*** Data for this exercise
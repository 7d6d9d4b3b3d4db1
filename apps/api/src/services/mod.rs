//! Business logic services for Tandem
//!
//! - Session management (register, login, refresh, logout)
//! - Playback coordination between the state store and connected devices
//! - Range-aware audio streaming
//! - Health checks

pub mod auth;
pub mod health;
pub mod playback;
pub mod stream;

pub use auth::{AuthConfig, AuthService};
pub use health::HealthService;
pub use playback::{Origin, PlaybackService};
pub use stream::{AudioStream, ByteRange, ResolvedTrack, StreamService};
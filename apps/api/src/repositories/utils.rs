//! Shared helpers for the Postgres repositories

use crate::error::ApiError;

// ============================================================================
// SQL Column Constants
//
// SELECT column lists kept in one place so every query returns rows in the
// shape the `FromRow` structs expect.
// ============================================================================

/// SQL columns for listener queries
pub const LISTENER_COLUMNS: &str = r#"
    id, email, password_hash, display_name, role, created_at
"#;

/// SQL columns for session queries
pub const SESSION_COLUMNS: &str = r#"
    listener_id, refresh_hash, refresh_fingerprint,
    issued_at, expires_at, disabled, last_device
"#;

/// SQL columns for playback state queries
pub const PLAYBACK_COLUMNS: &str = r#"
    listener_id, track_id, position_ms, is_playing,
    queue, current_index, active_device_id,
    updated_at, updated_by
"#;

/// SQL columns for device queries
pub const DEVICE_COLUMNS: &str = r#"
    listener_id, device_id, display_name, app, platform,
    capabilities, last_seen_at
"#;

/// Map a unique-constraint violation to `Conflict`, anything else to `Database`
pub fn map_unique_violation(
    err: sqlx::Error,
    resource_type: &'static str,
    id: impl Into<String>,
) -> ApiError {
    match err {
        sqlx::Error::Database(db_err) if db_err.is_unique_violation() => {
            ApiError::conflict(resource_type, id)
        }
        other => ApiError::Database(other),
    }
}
******
*** Data for this exercise
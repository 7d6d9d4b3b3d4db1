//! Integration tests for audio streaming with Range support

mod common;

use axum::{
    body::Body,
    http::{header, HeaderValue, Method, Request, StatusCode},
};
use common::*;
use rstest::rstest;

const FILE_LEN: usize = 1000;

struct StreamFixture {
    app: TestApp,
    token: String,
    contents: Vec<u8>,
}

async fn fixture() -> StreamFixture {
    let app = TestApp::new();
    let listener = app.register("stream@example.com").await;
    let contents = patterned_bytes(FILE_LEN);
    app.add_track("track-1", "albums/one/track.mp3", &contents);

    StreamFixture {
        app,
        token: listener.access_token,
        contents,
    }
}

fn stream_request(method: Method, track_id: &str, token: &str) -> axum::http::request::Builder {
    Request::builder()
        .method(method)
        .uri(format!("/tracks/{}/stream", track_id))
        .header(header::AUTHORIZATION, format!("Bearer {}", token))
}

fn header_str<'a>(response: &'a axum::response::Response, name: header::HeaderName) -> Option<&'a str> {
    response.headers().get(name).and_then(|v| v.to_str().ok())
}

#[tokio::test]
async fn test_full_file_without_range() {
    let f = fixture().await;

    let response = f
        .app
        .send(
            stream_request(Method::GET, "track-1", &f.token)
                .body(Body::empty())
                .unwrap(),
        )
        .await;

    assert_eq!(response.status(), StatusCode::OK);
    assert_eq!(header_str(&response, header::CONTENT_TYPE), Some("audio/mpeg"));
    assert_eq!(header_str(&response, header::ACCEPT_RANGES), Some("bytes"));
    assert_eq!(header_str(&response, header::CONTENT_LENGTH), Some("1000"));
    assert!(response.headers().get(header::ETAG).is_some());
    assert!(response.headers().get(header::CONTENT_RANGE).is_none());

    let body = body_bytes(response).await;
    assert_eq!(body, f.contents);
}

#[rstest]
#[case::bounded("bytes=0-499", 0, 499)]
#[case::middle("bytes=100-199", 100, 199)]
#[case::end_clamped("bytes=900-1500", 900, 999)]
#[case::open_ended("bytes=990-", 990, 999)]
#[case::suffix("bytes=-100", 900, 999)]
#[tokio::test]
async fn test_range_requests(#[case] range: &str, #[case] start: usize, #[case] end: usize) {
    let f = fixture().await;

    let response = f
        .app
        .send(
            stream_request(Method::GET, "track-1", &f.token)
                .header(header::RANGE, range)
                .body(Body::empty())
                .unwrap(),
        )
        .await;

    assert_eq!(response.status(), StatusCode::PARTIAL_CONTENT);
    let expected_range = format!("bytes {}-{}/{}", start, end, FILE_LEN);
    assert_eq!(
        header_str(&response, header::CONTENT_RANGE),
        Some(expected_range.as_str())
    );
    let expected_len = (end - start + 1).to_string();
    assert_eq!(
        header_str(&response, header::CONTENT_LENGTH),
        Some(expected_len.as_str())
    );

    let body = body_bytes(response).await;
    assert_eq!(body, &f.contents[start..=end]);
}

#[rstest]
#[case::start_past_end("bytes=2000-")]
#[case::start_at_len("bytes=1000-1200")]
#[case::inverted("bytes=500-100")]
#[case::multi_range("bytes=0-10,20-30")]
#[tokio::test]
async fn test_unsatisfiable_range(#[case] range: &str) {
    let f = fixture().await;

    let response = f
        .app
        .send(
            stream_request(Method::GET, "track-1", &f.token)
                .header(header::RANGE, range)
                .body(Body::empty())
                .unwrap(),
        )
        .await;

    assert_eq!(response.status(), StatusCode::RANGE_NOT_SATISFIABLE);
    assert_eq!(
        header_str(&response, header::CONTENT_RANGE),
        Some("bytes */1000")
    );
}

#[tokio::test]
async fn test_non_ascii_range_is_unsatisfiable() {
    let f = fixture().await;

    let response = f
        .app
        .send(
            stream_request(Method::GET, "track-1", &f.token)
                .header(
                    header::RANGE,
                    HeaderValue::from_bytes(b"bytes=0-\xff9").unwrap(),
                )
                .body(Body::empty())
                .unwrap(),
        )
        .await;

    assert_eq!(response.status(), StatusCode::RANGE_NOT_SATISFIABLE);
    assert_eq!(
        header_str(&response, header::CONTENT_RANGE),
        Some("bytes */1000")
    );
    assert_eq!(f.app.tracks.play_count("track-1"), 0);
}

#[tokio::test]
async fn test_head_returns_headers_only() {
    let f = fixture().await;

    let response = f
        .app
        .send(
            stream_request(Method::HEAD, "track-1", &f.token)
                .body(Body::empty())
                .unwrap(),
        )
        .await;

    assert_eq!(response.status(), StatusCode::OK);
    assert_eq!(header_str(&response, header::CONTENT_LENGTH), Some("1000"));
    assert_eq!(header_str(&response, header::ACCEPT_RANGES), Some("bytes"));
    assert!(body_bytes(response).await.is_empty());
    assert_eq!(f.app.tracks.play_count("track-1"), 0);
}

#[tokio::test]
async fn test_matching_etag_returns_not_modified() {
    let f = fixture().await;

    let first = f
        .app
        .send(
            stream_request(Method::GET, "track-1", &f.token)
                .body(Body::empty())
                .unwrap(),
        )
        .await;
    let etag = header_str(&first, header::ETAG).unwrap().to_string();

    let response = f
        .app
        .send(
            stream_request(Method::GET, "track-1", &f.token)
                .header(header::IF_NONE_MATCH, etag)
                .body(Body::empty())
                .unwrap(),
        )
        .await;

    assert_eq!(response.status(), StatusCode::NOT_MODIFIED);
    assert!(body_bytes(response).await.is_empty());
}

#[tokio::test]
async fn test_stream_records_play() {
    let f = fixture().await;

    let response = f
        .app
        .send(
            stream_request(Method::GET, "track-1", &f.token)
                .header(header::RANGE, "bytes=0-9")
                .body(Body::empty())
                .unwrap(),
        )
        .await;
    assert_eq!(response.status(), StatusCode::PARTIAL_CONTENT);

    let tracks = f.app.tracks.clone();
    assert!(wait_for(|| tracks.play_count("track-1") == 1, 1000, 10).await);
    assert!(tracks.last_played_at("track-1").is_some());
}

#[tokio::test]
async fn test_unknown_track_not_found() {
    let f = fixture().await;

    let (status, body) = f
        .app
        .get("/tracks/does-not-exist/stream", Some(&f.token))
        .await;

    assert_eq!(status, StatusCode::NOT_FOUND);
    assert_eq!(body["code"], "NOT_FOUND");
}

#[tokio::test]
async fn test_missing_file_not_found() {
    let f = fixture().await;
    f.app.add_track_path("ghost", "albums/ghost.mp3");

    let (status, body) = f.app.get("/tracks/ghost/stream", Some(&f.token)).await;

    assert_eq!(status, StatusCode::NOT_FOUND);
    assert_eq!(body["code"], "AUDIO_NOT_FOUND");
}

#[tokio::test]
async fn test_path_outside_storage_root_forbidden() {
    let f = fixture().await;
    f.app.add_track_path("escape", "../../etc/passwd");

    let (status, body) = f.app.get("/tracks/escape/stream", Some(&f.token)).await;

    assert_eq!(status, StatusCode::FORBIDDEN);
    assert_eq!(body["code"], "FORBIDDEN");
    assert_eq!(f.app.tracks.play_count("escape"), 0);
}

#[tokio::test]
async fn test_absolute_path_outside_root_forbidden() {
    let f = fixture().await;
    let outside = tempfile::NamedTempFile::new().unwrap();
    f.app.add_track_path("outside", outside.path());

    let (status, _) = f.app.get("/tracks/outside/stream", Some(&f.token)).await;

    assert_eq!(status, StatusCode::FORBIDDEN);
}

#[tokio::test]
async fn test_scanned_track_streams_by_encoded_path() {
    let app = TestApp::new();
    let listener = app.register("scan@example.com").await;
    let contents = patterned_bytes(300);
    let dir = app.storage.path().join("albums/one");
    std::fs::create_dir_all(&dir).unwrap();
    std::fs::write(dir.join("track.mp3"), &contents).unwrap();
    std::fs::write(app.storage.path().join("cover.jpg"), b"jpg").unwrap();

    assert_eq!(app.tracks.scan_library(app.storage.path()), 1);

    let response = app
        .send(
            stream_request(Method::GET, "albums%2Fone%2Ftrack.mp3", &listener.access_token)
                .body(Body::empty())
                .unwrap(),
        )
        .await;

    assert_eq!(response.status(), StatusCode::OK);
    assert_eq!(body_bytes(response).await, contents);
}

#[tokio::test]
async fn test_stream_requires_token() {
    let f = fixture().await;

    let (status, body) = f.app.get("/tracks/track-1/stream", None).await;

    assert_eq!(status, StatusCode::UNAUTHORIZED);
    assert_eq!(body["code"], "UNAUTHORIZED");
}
******
Task brief —
Every line above that holds the word "apps" is to be found and copied.

Reply to the task —
filename apps/api/src/services/mod.rs
filename apps/api/src/repositories/utils.rs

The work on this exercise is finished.